Activity>
Copy every line from the records below that carries the word "PipelineConfig".
____
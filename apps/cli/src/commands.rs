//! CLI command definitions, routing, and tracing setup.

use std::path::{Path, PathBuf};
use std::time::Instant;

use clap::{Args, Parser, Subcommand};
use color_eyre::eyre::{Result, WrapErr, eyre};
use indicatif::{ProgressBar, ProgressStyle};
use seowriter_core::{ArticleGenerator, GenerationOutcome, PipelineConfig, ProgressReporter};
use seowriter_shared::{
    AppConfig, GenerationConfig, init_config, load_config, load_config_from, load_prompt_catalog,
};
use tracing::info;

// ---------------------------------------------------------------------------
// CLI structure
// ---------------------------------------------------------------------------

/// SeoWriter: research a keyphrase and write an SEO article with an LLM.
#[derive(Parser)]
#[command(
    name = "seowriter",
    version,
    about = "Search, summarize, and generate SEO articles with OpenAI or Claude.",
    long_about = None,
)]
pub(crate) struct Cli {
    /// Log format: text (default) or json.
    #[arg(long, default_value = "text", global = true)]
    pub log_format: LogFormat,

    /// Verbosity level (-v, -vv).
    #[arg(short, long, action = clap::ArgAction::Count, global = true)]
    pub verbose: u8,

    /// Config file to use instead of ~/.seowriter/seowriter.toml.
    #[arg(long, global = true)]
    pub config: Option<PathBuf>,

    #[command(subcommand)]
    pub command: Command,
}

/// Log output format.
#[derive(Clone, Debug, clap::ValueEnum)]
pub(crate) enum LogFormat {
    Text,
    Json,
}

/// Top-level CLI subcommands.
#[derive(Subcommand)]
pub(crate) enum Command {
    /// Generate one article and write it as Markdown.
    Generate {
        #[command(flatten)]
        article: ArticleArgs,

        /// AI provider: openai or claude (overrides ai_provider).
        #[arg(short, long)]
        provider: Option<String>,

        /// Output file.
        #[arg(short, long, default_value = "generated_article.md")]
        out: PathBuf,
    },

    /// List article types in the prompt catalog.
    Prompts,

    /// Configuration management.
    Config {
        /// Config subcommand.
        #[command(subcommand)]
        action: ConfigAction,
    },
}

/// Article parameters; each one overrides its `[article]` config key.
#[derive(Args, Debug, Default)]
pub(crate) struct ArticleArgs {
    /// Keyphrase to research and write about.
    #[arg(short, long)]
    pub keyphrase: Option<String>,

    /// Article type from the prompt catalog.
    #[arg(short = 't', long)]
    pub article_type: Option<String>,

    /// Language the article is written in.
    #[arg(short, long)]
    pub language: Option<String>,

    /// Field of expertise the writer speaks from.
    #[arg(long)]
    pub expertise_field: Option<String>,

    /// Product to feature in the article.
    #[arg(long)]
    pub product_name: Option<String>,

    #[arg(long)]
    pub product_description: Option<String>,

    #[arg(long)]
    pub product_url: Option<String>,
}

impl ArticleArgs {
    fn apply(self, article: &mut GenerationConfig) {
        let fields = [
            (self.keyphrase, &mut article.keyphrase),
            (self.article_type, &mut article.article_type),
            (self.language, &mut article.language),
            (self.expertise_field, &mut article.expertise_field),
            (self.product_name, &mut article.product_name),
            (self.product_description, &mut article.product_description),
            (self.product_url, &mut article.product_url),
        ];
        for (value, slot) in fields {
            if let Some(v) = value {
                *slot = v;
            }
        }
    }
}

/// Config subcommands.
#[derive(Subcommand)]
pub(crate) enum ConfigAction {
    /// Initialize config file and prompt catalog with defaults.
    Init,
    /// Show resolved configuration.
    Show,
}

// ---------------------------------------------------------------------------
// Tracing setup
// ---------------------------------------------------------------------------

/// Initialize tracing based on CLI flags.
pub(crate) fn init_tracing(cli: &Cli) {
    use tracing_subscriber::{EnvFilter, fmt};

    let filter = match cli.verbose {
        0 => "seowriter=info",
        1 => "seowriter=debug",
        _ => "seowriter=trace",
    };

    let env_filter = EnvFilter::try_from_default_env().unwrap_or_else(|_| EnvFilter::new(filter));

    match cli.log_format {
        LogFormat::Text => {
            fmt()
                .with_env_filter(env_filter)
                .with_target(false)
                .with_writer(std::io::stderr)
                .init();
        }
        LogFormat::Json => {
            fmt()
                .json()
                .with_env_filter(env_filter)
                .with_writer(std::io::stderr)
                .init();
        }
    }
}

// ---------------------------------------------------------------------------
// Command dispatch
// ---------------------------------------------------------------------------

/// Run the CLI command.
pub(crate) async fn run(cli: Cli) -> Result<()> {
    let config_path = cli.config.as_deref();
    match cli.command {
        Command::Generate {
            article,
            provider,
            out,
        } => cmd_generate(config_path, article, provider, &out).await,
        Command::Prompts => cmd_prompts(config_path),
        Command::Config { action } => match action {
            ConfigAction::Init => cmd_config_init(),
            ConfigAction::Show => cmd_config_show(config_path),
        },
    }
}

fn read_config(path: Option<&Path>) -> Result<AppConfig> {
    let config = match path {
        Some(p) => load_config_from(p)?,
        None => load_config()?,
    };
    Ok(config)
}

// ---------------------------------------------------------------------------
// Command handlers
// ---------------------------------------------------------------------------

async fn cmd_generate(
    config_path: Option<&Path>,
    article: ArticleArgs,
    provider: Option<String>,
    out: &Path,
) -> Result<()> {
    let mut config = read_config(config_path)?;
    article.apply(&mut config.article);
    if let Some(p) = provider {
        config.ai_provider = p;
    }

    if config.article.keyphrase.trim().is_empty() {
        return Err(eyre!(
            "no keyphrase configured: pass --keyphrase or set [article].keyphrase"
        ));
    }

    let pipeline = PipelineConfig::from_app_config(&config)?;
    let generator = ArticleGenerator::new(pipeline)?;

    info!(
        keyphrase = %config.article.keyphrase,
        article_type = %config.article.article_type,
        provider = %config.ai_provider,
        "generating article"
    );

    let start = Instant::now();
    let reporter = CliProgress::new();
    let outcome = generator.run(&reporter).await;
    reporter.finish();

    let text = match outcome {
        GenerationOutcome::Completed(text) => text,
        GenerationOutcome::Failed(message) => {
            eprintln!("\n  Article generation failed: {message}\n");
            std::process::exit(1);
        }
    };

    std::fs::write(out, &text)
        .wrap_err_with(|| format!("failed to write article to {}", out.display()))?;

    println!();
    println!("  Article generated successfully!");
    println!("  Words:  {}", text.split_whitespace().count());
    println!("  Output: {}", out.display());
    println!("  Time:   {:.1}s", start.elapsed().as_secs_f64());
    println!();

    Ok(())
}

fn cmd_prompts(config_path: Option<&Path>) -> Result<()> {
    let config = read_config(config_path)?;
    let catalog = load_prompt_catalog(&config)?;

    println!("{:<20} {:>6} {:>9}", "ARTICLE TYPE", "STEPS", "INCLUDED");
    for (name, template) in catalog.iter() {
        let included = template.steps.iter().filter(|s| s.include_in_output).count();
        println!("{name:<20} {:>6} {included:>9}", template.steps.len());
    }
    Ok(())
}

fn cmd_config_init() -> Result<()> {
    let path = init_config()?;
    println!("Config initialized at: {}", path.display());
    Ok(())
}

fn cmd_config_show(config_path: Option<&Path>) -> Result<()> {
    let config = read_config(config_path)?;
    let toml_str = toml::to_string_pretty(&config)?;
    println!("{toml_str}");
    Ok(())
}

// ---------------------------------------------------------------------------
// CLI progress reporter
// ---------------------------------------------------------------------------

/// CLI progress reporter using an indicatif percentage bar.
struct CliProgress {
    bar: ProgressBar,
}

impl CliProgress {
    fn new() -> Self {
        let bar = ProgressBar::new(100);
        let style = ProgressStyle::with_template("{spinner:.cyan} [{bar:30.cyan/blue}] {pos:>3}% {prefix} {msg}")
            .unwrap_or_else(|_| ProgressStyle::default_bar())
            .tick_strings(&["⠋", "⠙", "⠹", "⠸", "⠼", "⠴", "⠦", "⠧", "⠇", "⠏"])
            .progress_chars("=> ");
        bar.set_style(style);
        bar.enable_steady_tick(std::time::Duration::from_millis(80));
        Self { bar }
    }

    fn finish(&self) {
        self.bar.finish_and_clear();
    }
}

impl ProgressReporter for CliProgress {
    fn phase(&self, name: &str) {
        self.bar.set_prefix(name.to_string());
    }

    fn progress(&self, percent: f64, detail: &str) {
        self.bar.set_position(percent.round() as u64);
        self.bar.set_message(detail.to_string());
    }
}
____
Your solution>
use seowriter_core::{ArticleGenerator, GenerationOutcome, PipelineConfig, ProgressReporter};
    let pipeline = PipelineConfig::from_app_config(&config)?;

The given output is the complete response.